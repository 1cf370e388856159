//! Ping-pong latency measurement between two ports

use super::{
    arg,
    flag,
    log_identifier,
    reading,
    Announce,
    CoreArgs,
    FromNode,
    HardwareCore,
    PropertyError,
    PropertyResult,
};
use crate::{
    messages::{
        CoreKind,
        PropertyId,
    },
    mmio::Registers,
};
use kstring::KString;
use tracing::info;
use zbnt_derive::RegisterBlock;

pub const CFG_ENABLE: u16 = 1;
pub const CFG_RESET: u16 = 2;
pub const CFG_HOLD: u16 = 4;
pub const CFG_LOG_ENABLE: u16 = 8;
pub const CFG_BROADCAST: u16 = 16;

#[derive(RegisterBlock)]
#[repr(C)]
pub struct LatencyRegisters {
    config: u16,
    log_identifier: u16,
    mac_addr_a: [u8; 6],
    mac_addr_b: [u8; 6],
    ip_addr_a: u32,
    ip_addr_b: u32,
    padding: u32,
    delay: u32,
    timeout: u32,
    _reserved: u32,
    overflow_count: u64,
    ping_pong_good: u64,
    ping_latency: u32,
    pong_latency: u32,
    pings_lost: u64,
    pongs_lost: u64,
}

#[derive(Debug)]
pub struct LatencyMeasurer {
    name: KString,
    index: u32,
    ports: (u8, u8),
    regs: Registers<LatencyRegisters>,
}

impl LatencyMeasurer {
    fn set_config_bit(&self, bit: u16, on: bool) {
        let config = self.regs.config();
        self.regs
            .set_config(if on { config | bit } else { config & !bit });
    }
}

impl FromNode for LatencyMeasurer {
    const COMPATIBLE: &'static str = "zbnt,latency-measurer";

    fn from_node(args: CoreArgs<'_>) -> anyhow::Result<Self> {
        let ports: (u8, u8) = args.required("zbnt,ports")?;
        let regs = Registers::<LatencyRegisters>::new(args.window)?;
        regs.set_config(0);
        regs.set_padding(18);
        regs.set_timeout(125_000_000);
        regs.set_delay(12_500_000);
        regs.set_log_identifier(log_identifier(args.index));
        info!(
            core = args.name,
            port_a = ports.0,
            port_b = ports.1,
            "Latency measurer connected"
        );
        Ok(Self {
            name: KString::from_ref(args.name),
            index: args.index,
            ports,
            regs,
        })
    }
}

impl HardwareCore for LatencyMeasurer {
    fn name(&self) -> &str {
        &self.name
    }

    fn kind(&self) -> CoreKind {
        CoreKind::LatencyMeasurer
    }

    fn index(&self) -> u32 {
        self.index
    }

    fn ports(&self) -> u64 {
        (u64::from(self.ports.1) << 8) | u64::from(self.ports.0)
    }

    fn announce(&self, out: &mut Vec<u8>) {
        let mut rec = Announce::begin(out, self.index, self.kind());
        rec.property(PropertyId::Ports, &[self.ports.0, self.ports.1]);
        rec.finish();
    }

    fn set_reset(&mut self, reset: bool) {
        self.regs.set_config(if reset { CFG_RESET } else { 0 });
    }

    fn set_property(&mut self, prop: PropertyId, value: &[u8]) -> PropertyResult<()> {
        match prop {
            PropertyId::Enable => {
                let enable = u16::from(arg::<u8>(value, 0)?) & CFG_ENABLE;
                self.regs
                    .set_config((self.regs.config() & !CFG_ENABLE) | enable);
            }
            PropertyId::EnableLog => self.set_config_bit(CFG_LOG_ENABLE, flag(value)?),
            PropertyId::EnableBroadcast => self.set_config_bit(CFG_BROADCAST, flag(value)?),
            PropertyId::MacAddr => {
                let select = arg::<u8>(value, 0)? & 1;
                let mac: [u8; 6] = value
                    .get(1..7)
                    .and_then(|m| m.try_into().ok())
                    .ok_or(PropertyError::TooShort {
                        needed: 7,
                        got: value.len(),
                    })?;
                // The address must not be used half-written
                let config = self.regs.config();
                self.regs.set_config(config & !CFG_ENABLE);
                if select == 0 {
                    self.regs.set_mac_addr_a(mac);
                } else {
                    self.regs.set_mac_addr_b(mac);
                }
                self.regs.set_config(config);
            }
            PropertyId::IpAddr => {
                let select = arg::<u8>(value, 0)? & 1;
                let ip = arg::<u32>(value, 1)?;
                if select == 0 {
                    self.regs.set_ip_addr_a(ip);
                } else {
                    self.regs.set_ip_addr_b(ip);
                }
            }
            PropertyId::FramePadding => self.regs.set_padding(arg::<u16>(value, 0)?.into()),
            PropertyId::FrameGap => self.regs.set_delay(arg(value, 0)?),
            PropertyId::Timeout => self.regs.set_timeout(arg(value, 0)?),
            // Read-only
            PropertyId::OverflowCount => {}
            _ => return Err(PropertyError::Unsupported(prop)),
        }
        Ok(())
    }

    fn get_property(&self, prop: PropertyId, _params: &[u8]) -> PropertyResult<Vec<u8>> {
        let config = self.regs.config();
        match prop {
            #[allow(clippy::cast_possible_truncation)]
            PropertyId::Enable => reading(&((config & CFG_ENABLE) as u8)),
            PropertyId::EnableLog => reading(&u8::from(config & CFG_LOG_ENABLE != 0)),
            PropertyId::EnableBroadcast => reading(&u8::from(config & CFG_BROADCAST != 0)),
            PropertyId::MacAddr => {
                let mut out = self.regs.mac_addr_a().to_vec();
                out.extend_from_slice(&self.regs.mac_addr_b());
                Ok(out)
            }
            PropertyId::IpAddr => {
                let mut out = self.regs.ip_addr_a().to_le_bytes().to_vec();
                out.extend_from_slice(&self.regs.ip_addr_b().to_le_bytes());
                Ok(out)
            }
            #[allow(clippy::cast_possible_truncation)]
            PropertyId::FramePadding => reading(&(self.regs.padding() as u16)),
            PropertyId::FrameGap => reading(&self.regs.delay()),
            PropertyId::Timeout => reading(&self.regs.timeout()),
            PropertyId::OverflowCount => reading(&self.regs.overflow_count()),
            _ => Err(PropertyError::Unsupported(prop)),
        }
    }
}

## TASK OBJECTIVE:
Set down all the data exactly as given.

## SOLUTION FOR THIS TASK:
repository 1cf370e388856159
//! Ping-pong latency measurement between two ports

use super::{
    arg,
    flag,
    log_identifier,
    reading,
    Announce,
    CoreArgs,
    FromNode,
    HardwareCore,
    PropertyError,
    PropertyResult,
};
use crate::{
    messages::{
        CoreKind,
        PropertyId,
    },
    mmio::Registers,
};
use kstring::KString;
use tracing::info;
use zbnt_derive::RegisterBlock;

pub const CFG_ENABLE: u16 = 1;
pub const CFG_RESET: u16 = 2;
pub const CFG_HOLD: u16 = 4;
pub const CFG_LOG_ENABLE: u16 = 8;
pub const CFG_BROADCAST: u16 = 16;

#[derive(RegisterBlock)]
#[repr(C)]
pub struct LatencyRegisters {
    config: u16,
    log_identifier: u16,
    mac_addr_a: [u8; 6],
    mac_addr_b: [u8; 6],
    ip_addr_a: u32,
    ip_addr_b: u32,
    padding: u32,
    delay: u32,
    timeout: u32,
    _reserved: u32,
    overflow_count: u64,
    ping_pong_good: u64,
    ping_latency: u32,
    pong_latency: u32,
    pings_lost: u64,
    pongs_lost: u64,
}

#[derive(Debug)]
pub struct LatencyMeasurer {
    name: KString,
    index: u32,
    ports: (u8, u8),
    regs: Registers<LatencyRegisters>,
}

impl LatencyMeasurer {
    fn set_config_bit(&self, bit: u16, on: bool) {
        let config = self.regs.config();
        self.regs
            .set_config(if on { config | bit } else { config & !bit });
    }
}

impl FromNode for LatencyMeasurer {
    const COMPATIBLE: &'static str = "zbnt,latency-measurer";

    fn from_node(args: CoreArgs<'_>) -> anyhow::Result<Self> {
        let ports: (u8, u8) = args.required("zbnt,ports")?;
        let regs = Registers::<LatencyRegisters>::new(args.window)?;
        regs.set_config(0);
        regs.set_padding(18);
        regs.set_timeout(125_000_000);
        regs.set_delay(12_500_000);
        regs.set_log_identifier(log_identifier(args.index));
        info!(
            core = args.name,
            port_a = ports.0,
            port_b = ports.1,
            "Latency measurer connected"
        );
        Ok(Self {
            name: KString::from_ref(args.name),
            index: args.index,
            ports,
            regs,
        })
    }
}

impl HardwareCore for LatencyMeasurer {
    fn name(&self) -> &str {
        &self.name
    }

    fn kind(&self) -> CoreKind {
        CoreKind::LatencyMeasurer
    }

    fn index(&self) -> u32 {
        self.index
    }

    fn ports(&self) -> u64 {
        (u64::from(self.ports.1) << 8) | u64::from(self.ports.0)
    }

    fn announce(&self, out: &mut Vec<u8>) {
        let mut rec = Announce::begin(out, self.index, self.kind());
        rec.property(PropertyId::Ports, &[self.ports.0, self.ports.1]);
        rec.finish();
    }

    fn set_reset(&mut self, reset: bool) {
        self.regs.set_config(if reset { CFG_RESET } else { 0 });
    }

    fn set_property(&mut self, prop: PropertyId, value: &[u8]) -> PropertyResult<()> {
        match prop {
            PropertyId::Enable => {
                let enable = u16::from(arg::<u8>(value, 0)?) & CFG_ENABLE;
                self.regs
                    .set_config((self.regs.config() & !CFG_ENABLE) | enable);
            }
            PropertyId::EnableLog => self.set_config_bit(CFG_LOG_ENABLE, flag(value)?),
            PropertyId::EnableBroadcast => self.set_config_bit(CFG_BROADCAST, flag(value)?),
            PropertyId::MacAddr => {
                let select = arg::<u8>(value, 0)? & 1;
                let mac: [u8; 6] = value
                    .get(1..7)
                    .and_then(|m| m.try_into().ok())
                    .ok_or(PropertyError::TooShort {
                        needed: 7,
                        got: value.len(),
                    })?;
                // The address must not be used half-written
                let config = self.regs.config();
                self.regs.set_config(config & !CFG_ENABLE);
                if select == 0 {
                    self.regs.set_mac_addr_a(mac);
                } else {
                    self.regs.set_mac_addr_b(mac);
                }
                self.regs.set_config(config);
            }
            PropertyId::IpAddr => {
                let select = arg::<u8>(value, 0)? & 1;
                let ip = arg::<u32>(value, 1)?;
                if select == 0 {
                    self.regs.set_ip_addr_a(ip);
                } else {
                    self.regs.set_ip_addr_b(ip);
                }
            }
            PropertyId::FramePadding => self.regs.set_padding(arg::<u16>(value, 0)?.into()),
            PropertyId::FrameGap => self.regs.set_delay(arg(value, 0)?),
            PropertyId::Timeout => self.regs.set_timeout(arg(value, 0)?),
            // Read-only
            PropertyId::OverflowCount => {}
            _ => return Err(PropertyError::Unsupported(prop)),
        }
        Ok(())
    }

    fn get_property(&self, prop: PropertyId, _params: &[u8]) -> PropertyResult<Vec<u8>> {
        let config = self.regs.config();
        match prop {
            #[allow(clippy::cast_possible_truncation)]
            PropertyId::Enable => reading(&((config & CFG_ENABLE) as u8)),
            PropertyId::EnableLog => reading(&u8::from(config & CFG_LOG_ENABLE != 0)),
            PropertyId::EnableBroadcast => reading(&u8::from(config & CFG_BROADCAST != 0)),
            PropertyId::MacAddr => {
                let mut out = self.regs.mac_addr_a().to_vec();
                out.extend_from_slice(&self.regs.mac_addr_b());
                Ok(out)
            }
            PropertyId::IpAddr => {
                let mut out = self.regs.ip_addr_a().to_le_bytes().to_vec();
                out.extend_from_slice(&self.regs.ip_addr_b().to_le_bytes());
                Ok(out)
            }
            #[allow(clippy::cast_possible_truncation)]
            PropertyId::FramePadding => reading(&(self.regs.padding() as u16)),
            PropertyId::FrameGap => reading(&self.regs.delay()),
            PropertyId::Timeout => reading(&self.regs.timeout()),
            PropertyId::OverflowCount => reading(&self.regs.overflow_count()),
            _ => Err(PropertyError::Unsupported(prop)),
        }
    }
}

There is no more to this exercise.